◆ Given entries:
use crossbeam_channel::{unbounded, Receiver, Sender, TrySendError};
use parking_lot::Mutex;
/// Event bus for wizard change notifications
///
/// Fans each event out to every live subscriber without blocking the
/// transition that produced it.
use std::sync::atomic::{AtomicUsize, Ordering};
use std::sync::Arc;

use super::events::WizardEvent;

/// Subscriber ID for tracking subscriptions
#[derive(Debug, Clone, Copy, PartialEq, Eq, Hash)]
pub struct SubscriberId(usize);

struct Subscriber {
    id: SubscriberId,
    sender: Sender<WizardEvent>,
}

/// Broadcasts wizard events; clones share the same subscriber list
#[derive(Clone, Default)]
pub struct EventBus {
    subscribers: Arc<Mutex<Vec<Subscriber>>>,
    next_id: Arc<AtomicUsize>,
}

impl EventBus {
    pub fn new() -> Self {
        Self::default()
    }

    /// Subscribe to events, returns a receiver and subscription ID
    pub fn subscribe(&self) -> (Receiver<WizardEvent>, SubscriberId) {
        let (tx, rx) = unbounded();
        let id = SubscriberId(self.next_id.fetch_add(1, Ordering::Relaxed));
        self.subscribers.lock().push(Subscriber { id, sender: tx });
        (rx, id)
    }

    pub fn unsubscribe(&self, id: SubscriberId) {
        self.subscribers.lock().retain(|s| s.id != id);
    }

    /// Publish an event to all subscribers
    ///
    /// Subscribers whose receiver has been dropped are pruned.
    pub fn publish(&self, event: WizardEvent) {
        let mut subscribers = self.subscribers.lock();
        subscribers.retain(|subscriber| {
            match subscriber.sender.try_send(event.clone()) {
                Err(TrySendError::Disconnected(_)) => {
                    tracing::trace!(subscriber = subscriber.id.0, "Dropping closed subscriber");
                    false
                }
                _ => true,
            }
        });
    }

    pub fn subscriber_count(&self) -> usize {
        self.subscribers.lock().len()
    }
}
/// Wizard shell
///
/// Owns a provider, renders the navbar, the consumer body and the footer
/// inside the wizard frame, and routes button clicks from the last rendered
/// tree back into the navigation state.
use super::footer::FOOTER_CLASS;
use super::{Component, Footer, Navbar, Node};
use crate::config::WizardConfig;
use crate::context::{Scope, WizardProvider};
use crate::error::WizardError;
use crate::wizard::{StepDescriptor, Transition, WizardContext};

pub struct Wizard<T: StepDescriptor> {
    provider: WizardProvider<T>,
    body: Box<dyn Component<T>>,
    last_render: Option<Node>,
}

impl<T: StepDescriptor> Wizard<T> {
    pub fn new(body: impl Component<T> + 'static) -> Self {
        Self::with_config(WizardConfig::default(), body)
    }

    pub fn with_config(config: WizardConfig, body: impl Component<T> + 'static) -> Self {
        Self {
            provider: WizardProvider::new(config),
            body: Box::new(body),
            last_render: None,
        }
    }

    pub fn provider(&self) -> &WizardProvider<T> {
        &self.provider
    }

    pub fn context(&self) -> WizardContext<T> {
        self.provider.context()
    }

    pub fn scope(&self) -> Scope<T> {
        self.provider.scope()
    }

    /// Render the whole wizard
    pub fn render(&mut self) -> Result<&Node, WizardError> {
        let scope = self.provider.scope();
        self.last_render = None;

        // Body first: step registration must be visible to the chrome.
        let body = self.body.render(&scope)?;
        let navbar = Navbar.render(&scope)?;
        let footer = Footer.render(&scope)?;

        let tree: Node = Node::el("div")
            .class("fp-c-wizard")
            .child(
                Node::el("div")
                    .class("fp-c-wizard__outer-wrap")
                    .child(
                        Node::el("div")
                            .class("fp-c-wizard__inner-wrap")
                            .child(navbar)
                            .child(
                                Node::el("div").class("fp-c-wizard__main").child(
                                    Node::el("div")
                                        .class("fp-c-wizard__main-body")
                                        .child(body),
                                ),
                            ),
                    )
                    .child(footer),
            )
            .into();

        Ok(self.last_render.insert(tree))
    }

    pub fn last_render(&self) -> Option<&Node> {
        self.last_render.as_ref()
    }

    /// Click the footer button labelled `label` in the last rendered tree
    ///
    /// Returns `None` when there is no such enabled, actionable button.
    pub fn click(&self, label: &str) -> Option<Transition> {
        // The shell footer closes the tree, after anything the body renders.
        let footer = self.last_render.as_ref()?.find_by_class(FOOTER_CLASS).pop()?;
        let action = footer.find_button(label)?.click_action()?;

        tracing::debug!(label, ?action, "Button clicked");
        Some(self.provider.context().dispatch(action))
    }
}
---
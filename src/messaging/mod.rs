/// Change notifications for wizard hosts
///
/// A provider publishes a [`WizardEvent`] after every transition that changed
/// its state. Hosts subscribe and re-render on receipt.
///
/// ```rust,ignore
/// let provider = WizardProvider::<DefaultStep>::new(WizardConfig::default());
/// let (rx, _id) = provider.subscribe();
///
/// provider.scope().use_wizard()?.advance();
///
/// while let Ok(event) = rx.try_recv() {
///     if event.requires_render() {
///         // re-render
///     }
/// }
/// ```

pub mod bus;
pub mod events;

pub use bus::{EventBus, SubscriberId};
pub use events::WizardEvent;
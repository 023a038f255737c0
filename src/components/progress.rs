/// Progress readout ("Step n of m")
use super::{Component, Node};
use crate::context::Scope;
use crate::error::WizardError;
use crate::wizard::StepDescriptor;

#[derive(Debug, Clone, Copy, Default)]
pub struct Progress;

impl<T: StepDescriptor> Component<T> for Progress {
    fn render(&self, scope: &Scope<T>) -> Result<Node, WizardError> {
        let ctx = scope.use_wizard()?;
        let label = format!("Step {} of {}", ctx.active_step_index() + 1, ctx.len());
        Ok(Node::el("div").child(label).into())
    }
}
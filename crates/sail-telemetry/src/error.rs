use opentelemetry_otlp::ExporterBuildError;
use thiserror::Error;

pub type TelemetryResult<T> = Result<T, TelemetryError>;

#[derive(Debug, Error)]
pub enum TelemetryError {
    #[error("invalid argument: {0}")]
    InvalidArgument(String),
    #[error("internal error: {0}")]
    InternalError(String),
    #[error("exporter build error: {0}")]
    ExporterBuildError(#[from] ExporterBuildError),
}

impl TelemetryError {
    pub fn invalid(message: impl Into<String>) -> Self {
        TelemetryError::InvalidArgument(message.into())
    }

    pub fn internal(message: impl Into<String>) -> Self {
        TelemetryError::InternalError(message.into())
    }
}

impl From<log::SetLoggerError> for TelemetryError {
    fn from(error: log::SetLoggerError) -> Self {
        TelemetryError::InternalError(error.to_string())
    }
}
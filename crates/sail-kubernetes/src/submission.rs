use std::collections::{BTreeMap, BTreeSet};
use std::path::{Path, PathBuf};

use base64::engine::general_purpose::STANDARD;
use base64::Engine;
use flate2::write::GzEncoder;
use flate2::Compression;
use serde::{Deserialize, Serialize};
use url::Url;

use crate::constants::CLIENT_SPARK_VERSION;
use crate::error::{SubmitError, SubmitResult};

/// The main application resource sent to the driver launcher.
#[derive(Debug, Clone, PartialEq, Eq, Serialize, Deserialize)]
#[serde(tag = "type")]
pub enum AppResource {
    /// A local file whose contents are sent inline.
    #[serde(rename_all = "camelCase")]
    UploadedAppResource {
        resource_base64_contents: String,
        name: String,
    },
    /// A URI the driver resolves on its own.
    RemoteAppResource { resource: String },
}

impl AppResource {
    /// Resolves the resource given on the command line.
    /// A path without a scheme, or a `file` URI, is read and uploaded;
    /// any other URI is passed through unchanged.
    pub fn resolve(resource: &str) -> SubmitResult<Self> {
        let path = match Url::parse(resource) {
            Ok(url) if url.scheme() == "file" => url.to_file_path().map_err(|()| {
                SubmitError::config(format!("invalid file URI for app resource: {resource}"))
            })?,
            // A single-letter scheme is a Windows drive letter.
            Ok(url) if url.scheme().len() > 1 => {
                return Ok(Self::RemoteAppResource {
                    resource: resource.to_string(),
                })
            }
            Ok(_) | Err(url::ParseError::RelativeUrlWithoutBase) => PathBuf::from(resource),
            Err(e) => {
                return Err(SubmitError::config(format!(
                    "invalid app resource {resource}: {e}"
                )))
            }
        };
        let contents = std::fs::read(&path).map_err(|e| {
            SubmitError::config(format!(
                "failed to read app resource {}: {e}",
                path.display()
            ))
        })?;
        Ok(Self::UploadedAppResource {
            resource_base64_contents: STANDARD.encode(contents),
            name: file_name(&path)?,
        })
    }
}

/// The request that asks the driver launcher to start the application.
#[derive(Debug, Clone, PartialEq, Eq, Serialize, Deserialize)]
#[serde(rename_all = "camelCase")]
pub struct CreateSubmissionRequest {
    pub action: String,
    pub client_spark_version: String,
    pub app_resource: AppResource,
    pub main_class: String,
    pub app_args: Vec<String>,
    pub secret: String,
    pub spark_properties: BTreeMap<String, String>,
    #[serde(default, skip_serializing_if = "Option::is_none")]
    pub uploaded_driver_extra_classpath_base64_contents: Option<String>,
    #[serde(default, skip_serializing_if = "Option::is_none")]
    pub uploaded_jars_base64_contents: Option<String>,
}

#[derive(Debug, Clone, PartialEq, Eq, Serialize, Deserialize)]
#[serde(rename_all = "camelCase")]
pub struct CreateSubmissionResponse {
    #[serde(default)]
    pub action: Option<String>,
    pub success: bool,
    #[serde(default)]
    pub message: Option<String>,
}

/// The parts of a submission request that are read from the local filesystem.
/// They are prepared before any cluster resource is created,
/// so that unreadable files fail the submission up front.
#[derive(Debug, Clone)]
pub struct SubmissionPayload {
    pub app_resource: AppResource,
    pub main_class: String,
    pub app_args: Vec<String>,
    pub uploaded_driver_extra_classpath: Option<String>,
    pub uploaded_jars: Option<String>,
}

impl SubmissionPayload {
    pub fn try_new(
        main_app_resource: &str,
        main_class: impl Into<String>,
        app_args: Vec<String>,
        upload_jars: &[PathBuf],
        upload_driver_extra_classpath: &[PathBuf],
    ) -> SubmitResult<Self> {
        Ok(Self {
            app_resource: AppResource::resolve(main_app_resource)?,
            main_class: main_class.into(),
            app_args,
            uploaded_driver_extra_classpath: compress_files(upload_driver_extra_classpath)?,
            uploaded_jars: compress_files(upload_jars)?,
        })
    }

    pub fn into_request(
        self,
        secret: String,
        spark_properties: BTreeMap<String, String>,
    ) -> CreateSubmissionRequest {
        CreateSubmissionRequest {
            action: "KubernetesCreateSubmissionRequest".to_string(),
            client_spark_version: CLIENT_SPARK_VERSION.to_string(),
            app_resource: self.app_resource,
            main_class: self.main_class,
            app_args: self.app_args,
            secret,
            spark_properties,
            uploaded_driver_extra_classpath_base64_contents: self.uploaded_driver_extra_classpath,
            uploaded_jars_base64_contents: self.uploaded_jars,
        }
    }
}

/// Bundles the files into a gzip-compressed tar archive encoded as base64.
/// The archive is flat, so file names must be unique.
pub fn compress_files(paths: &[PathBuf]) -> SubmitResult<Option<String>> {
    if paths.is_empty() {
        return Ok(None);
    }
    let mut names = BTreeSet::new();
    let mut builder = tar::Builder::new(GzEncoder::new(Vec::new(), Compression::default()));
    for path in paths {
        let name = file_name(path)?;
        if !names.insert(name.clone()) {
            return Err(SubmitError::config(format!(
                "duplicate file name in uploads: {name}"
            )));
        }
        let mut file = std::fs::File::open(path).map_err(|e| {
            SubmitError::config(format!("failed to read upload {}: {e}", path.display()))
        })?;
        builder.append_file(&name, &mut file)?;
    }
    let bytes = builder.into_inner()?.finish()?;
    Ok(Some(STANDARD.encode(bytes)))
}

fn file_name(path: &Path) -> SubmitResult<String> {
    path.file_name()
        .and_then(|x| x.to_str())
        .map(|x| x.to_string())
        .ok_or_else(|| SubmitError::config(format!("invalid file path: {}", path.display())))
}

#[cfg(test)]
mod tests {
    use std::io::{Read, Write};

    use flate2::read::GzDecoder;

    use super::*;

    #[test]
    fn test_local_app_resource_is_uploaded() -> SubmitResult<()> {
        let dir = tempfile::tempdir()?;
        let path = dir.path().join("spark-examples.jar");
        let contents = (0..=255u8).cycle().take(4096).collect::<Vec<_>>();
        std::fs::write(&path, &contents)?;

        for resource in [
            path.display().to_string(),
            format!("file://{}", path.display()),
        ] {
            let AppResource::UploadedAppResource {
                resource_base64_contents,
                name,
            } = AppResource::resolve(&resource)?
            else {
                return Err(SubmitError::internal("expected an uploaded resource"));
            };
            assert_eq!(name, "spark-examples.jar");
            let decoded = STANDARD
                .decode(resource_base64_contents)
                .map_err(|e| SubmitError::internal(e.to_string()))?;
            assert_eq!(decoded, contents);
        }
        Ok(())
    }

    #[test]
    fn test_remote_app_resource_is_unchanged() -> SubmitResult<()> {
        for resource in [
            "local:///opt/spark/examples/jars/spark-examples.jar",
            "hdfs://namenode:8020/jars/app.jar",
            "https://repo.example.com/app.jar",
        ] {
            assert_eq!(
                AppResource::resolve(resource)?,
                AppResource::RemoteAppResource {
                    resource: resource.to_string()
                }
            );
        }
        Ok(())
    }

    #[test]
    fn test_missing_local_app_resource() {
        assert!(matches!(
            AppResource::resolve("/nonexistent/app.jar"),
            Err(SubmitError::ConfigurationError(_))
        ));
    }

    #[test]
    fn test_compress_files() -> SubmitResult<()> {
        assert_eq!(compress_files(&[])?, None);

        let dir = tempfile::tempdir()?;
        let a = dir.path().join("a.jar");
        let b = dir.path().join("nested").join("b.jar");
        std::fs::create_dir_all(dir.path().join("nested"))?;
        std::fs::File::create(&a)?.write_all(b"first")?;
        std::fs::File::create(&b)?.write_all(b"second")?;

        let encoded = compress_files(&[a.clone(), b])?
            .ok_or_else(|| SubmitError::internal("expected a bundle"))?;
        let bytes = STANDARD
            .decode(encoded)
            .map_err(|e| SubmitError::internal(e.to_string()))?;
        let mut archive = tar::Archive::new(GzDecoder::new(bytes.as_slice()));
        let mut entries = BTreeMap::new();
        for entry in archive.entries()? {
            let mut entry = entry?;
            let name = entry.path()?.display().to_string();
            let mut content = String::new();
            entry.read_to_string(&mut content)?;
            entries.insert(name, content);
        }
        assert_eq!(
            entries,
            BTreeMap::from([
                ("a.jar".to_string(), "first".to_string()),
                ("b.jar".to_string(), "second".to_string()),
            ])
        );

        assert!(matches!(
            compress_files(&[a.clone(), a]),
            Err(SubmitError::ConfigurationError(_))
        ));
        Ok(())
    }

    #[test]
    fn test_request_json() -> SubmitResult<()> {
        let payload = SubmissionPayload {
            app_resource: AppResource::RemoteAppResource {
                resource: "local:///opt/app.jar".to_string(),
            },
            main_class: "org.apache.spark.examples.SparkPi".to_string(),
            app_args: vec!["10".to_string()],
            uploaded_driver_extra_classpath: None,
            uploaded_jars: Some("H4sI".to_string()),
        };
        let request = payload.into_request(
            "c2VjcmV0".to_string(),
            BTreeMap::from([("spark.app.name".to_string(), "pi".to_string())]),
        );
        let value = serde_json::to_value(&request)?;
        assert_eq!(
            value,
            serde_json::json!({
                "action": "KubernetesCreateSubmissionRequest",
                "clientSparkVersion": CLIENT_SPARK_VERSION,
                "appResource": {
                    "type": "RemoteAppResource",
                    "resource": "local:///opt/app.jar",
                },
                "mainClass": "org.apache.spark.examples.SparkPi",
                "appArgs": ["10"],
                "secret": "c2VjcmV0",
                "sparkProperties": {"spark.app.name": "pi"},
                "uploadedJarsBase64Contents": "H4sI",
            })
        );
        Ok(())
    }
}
---
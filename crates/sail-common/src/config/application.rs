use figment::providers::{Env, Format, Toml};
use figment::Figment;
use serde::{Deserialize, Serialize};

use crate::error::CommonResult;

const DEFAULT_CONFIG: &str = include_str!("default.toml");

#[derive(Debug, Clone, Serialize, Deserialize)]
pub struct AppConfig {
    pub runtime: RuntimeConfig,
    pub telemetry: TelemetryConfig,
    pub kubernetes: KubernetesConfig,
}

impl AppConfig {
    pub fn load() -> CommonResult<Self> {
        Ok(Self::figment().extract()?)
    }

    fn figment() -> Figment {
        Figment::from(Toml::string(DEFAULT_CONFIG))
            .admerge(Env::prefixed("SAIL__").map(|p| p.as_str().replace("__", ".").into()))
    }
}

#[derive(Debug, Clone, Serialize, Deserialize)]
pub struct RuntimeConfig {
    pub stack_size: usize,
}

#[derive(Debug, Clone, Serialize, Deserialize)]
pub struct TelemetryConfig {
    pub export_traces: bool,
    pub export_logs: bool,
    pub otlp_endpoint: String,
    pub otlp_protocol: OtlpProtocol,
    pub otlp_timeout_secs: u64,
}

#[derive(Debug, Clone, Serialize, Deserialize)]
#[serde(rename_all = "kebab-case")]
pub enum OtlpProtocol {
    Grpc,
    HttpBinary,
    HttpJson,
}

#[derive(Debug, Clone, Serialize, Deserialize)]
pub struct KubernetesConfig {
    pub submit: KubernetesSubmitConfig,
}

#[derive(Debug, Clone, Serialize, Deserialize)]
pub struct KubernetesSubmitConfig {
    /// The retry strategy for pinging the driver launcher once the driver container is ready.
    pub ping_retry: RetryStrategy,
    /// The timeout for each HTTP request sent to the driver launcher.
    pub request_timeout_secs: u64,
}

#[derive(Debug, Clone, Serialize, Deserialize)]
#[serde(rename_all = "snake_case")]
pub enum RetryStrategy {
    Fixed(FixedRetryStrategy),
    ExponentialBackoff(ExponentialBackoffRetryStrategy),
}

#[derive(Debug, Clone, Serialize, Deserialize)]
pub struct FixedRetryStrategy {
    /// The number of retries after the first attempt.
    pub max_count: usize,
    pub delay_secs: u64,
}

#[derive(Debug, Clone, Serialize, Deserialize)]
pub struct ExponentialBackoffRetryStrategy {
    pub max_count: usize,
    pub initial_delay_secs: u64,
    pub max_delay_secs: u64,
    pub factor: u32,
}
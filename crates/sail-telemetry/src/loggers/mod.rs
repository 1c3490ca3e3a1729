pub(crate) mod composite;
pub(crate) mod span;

◆ Problem to solve:
Please show every line of the records that holds the word "after".

◆ Expected answer:
        // The shell footer closes the tree, after anything the body renders.
/// A provider publishes a [`WizardEvent`] after every transition that changed
    /// The number of retries after the first attempt.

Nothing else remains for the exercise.